“When you steal from the library, you are preventing anyone else from reading that book, and the very notion makes me want to drop you in the Void.”
- Piers Anthony
Bless me, Father, for I have sinned. It’s been, oh, a week since my last confession. The sin’s the same, which should make it easier doling out penance.
I miss my books. Those poor orphan children of mine are sitting, boxed, in a storage unit back in Illinois, keeping the bulk of my furniture and other bits and bobs company. Fortunately, I am living with a man who has a healthy number of books himself and enjoys the used book hunt as much as I. I won’t run out anytime soon, but temptations there are a-plenty.

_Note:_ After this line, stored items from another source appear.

//! Target points file.
//!
//! A CSV of latitude/longitude pairs with an optional header and an
//! optional id column. Bad rows are skipped with a warning; a file that
//! yields no usable point, or repeats an explicit id, is rejected.

use std::collections::HashSet;
use std::fs::File;
use std::io::Read;
use std::path::Path;

use csv::{ReaderBuilder, StringRecord, Trim};
use tracing::{info, warn};

use crate::error::{IngestionError, Result};

/// A location to extract values at.
#[derive(Debug, Clone, PartialEq)]
pub struct TargetPoint {
    pub point_id: String,
    pub latitude: f64,
    pub longitude: f64,
}

impl TargetPoint {
    pub fn new(point_id: impl Into<String>, latitude: f64, longitude: f64) -> Self {
        Self {
            point_id: point_id.into(),
            latitude,
            longitude,
        }
    }
}

#[derive(Debug, Clone, Copy)]
struct Columns {
    lat: usize,
    lon: usize,
    id: Option<usize>,
}

impl Columns {
    const POSITIONAL: Columns = Columns {
        lat: 0,
        lon: 1,
        id: Some(2),
    };

    fn from_header(header: &StringRecord) -> Result<Self> {
        let find = |names: &[&str]| {
            header
                .iter()
                .position(|h| names.iter().any(|n| h.eq_ignore_ascii_case(n)))
        };

        let lat = find(&["lat", "latitude"]);
        let lon = find(&["lon", "longitude", "lng"]);
        let id = find(&["id", "point_id", "name"]);

        match (lat, lon) {
            (Some(lat), Some(lon)) => Ok(Columns { lat, lon, id }),
            // Unrecognised names: fall back to column order
            (None, None) => Ok(Columns {
                lat: 0,
                lon: 1,
                id,
            }),
            _ => Err(IngestionError::InvalidPoints(format!(
                "header {:?} names only one of latitude and longitude",
                header.iter().collect::<Vec<_>>()
            ))),
        }
    }
}

fn is_header(record: &StringRecord) -> bool {
    let numeric = |i: usize| record.get(i).map(|f| f.parse::<f64>().is_ok()).unwrap_or(false);
    !(numeric(0) && numeric(1))
}

/// Load points from a CSV file.
pub fn load_points(path: &Path) -> Result<Vec<TargetPoint>> {
    let file = File::open(path).map_err(|e| {
        IngestionError::InvalidPoints(format!("cannot read {}: {}", path.display(), e))
    })?;
    let points = parse_points(file)?;
    info!(path = %path.display(), count = points.len(), "Loaded target points");
    Ok(points)
}

/// Parse points from any CSV source.
pub fn parse_points<R: Read>(reader: R) -> Result<Vec<TargetPoint>> {
    let mut reader = ReaderBuilder::new()
        .has_headers(false)
        .flexible(true)
        .trim(Trim::All)
        .comment(Some(b'#'))
        .from_reader(reader);

    let mut columns = Columns::POSITIONAL;
    let mut points = Vec::new();
    let mut ids = HashSet::new();

    for (row, result) in reader.records().enumerate() {
        let line = row + 1;
        let record =
            result.map_err(|e| IngestionError::InvalidPoints(format!("line {}: {}", line, e)))?;

        if row == 0 && is_header(&record) {
            columns = Columns::from_header(&record)?;
            continue;
        }

        if record.len() < 2 {
            warn!(line, "Skipping row with fewer than two columns");
            continue;
        }

        let field = |i: usize| record.get(i).unwrap_or("");
        let (lat, lon) = match (field(columns.lat).parse::<f64>(), field(columns.lon).parse::<f64>()) {
            (Ok(lat), Ok(lon)) if lat.is_finite() && lon.is_finite() => (lat, lon),
            _ => {
                warn!(
                    line,
                    lat = field(columns.lat),
                    lon = field(columns.lon),
                    "Skipping row with non-numeric coordinates"
                );
                continue;
            }
        };
        if !(-90.0..=90.0).contains(&lat) || !(-180.0..=180.0).contains(&lon) {
            warn!(line, lat, lon, "Skipping row with coordinates out of range");
            continue;
        }

        let point_id = match columns.id.and_then(|i| record.get(i)).filter(|s| !s.is_empty()) {
            Some(id) => id.to_string(),
            None => format!("p{}", points.len() + 1),
        };
        if !ids.insert(point_id.clone()) {
            return Err(IngestionError::InvalidPoints(format!(
                "line {}: duplicate point id {:?}",
                line, point_id
            )));
        }

        points.push(TargetPoint::new(point_id, lat, lon));
    }

    if points.is_empty() {
        return Err(IngestionError::InvalidPoints(
            "no valid points found".to_string(),
        ));
    }
    Ok(points)
}

#[cfg(test)]
mod tests {
    use super::*;
    use test_utils::fixtures::points::{STATIONS_CSV, WITH_IDS_CSV};

    #[test]
    fn test_header_detected_and_default_ids() {
        let points = parse_points(STATIONS_CSV.as_bytes()).unwrap();
        assert_eq!(points.len(), 5);
        assert_eq!(points[0], TargetPoint::new("p1", 31.0069, -88.0103));
        assert_eq!(points[4].point_id, "p5");
    }

    #[test]
    fn test_headerless_with_id_column() {
        let points = parse_points(WITH_IDS_CSV.as_bytes()).unwrap();
        assert_eq!(points.len(), 2);
        assert_eq!(points[0], TargetPoint::new("A", 11.1, 20.9));
        assert_eq!(points[1].point_id, "B");
    }

    #[test]
    fn test_named_columns_in_any_order() {
        let csv = "Name,Lng,Lat\nKC,-94.5,39.0\n";
        let points = parse_points(csv.as_bytes()).unwrap();
        assert_eq!(points, vec![TargetPoint::new("KC", 39.0, -94.5)]);
    }

    #[test]
    fn test_bad_rows_are_skipped() {
        let csv = "lat,lon\n10,20\nabc,20\n95,20\n10\n11,21\n";
        let points = parse_points(csv.as_bytes()).unwrap();
        assert_eq!(points.len(), 2);
        assert_eq!(points[1], TargetPoint::new("p2", 11.0, 21.0));
    }

    #[test]
    fn test_duplicate_coordinates_get_distinct_ids() {
        let points = parse_points("10,20\n10,20\n".as_bytes()).unwrap();
        assert_eq!(points[0].point_id, "p1");
        assert_eq!(points[1].point_id, "p2");
    }

    #[test]
    fn test_duplicate_explicit_id_is_rejected() {
        let err = parse_points("10,20,A\n11,21,A\n".as_bytes()).unwrap_err();
        assert!(matches!(err, IngestionError::InvalidPoints(_)));
    }

    #[test]
    fn test_empty_file_is_rejected() {
        assert!(matches!(
            parse_points("lat,lon\n".as_bytes()),
            Err(IngestionError::InvalidPoints(_))
        ));
        assert!(matches!(
            parse_points("".as_bytes()),
            Err(IngestionError::InvalidPoints(_))
        ));
    }

    #[test]
    fn test_load_points_from_file() {
        let dir = tempfile::tempdir().unwrap();
        let path = dir.path().join("points.csv");
        std::fs::write(&path, STATIONS_CSV).unwrap();
        assert_eq!(load_points(&path).unwrap().len(), 5);

        let missing = load_points(&dir.path().join("nope.csv")).unwrap_err();
        assert_eq!(missing.kind(), "invalid_points");
    }
}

Sure, you have a nice collection, but you don’t have this book, or that book, which I desperately need before someone else snatches it away.
What I’ll do with the books and other possessions left behind in the move will be decided when it must. Meantime, I’m trying to restrain myself from buying too much – and failing miserably. But something has to fill that void.
I try and schedule Amazon deliveries for when Chris isn’t here. It’s not that he doesn’t get it, but the money’s tight. I’m living off my own savings; it’s not like I’m draining his account. But with mounting bills it’s taking away funds perhaps more rightly earmarked for household expenditures. Compounding the guilt, this morning we found out Chris’s car needs hundreds of pounds worth of repairs. It’s always the unexpected the comes back to bite you in the arse.
I could argue what’s mine is his, but our reading projects don’t match. I’m concentrating on early Scottish female novelists, as well as modern stuff I can count as research, helping inform the fiction I’m writing. I need examples of how other writers use unreliable narrators to create suspense. The best way to learn is by example.
So, yeah. Legit.
I’d rather he didn’t hear the SMACK of books coming through the letter slot and hitting the mat. It just makes me uneasy. Next week he’s on break from classes and I have two more on the way. My palms are already sweaty.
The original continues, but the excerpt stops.